[Directions for this task]:
For this listing, the lines between the one holding "foreign key is" and the one holding "assigned on save.", inclusive, must be set down exactly.

[Available data]:
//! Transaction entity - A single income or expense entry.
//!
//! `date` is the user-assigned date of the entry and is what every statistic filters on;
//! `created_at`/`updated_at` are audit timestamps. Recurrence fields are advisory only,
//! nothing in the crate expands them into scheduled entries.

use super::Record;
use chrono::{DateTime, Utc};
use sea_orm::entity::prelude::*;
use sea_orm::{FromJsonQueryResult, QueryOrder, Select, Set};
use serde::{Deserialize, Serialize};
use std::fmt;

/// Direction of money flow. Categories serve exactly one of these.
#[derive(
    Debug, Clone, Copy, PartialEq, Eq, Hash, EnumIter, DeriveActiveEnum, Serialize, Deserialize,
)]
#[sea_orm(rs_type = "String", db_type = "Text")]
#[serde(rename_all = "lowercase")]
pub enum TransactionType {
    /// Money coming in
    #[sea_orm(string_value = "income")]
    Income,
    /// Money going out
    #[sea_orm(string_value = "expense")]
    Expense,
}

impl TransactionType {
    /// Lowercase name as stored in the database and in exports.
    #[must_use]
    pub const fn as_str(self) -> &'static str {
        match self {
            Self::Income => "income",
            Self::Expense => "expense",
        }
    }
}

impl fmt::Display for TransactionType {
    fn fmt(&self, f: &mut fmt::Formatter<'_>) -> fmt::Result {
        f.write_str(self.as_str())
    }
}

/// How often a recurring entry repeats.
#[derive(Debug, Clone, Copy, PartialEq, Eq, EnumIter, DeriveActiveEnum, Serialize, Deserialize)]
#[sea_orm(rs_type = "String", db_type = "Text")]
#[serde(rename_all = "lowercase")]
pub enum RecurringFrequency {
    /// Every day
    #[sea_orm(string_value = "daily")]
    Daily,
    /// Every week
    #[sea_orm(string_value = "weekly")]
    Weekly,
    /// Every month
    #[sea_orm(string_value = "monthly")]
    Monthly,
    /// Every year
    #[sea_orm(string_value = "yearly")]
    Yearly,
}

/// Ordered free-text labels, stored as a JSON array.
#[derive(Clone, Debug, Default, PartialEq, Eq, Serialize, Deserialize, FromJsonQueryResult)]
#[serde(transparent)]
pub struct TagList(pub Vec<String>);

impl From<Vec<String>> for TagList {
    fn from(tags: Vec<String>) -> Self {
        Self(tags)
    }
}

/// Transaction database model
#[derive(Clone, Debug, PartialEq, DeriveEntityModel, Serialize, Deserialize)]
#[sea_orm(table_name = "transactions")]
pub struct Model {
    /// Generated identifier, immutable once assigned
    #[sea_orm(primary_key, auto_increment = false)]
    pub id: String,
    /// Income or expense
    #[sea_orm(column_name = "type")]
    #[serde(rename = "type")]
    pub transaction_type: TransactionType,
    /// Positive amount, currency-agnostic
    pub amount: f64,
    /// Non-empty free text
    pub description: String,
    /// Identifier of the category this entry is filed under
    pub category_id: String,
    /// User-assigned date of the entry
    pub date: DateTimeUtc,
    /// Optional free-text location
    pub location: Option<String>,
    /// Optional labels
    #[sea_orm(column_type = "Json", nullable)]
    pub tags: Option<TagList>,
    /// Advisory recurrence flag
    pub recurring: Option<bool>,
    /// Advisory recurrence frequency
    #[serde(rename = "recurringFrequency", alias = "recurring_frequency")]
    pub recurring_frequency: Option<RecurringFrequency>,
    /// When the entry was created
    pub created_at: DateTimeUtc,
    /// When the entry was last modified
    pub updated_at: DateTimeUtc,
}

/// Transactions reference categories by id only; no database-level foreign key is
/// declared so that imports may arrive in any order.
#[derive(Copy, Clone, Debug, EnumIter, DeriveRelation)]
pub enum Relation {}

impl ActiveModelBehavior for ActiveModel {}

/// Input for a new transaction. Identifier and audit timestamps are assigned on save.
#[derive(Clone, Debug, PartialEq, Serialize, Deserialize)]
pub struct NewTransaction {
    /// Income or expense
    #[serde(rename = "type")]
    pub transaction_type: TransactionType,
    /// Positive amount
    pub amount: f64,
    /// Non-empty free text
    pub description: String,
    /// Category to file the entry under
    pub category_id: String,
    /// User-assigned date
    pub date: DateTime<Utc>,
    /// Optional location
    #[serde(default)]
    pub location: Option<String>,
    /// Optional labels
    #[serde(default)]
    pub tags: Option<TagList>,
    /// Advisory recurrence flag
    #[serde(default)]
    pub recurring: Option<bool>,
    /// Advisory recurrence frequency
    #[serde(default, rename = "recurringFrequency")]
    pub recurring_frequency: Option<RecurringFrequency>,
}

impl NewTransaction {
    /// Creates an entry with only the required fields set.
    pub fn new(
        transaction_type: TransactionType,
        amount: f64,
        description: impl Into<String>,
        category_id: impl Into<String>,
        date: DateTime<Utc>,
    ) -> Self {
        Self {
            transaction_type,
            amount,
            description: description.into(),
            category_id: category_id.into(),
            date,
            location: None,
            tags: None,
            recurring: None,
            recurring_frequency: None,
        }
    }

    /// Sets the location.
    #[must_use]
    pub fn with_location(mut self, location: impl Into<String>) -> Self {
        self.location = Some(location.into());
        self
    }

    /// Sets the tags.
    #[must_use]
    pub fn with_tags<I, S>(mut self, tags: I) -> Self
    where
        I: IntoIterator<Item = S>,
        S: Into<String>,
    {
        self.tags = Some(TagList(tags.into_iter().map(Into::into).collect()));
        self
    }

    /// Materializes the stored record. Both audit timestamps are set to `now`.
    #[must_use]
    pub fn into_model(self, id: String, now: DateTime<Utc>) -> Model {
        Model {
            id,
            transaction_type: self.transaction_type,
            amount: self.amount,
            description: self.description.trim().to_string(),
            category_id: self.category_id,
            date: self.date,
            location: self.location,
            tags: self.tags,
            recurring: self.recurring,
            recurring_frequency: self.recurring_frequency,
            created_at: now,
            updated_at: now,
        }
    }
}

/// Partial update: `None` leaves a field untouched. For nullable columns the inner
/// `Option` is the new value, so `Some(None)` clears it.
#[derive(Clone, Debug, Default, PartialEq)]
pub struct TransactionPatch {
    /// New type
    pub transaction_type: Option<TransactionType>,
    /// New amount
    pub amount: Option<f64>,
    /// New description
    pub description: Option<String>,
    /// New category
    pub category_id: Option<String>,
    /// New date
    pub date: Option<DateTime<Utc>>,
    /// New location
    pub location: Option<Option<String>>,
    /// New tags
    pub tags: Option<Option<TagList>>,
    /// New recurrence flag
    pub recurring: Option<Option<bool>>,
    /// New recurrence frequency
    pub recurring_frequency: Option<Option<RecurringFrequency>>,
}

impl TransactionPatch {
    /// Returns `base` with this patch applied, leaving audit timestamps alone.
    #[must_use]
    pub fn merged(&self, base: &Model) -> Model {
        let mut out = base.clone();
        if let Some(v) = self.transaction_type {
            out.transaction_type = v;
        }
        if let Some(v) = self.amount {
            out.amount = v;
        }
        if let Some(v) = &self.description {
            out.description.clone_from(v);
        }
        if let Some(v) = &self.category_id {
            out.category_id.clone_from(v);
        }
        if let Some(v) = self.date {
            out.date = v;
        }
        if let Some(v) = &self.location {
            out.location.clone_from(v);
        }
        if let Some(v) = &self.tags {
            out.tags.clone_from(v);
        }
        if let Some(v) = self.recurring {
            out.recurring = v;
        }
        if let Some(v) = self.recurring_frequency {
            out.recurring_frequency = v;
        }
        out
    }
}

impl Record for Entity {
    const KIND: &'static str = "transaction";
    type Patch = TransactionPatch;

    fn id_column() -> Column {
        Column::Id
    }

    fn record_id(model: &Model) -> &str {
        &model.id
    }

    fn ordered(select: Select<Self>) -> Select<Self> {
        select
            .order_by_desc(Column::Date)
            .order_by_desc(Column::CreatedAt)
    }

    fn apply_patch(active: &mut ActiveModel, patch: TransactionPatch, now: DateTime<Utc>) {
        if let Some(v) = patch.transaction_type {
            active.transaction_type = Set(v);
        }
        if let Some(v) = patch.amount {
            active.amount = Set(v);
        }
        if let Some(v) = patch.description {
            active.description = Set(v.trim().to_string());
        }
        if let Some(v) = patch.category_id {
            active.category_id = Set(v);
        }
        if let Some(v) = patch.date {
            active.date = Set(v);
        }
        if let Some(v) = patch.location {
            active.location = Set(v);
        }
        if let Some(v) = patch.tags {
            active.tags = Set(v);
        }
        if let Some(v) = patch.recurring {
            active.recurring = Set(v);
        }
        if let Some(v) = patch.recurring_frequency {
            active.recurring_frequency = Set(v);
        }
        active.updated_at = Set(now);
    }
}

[Problem solution]:
/// Transactions reference categories by id only; no database-level foreign key is
/// declared so that imports may arrive in any order.
#[derive(Copy, Clone, Debug, EnumIter, DeriveRelation)]
pub enum Relation {}

impl ActiveModelBehavior for ActiveModel {}

/// Input for a new transaction. Identifier and audit timestamps are assigned on save.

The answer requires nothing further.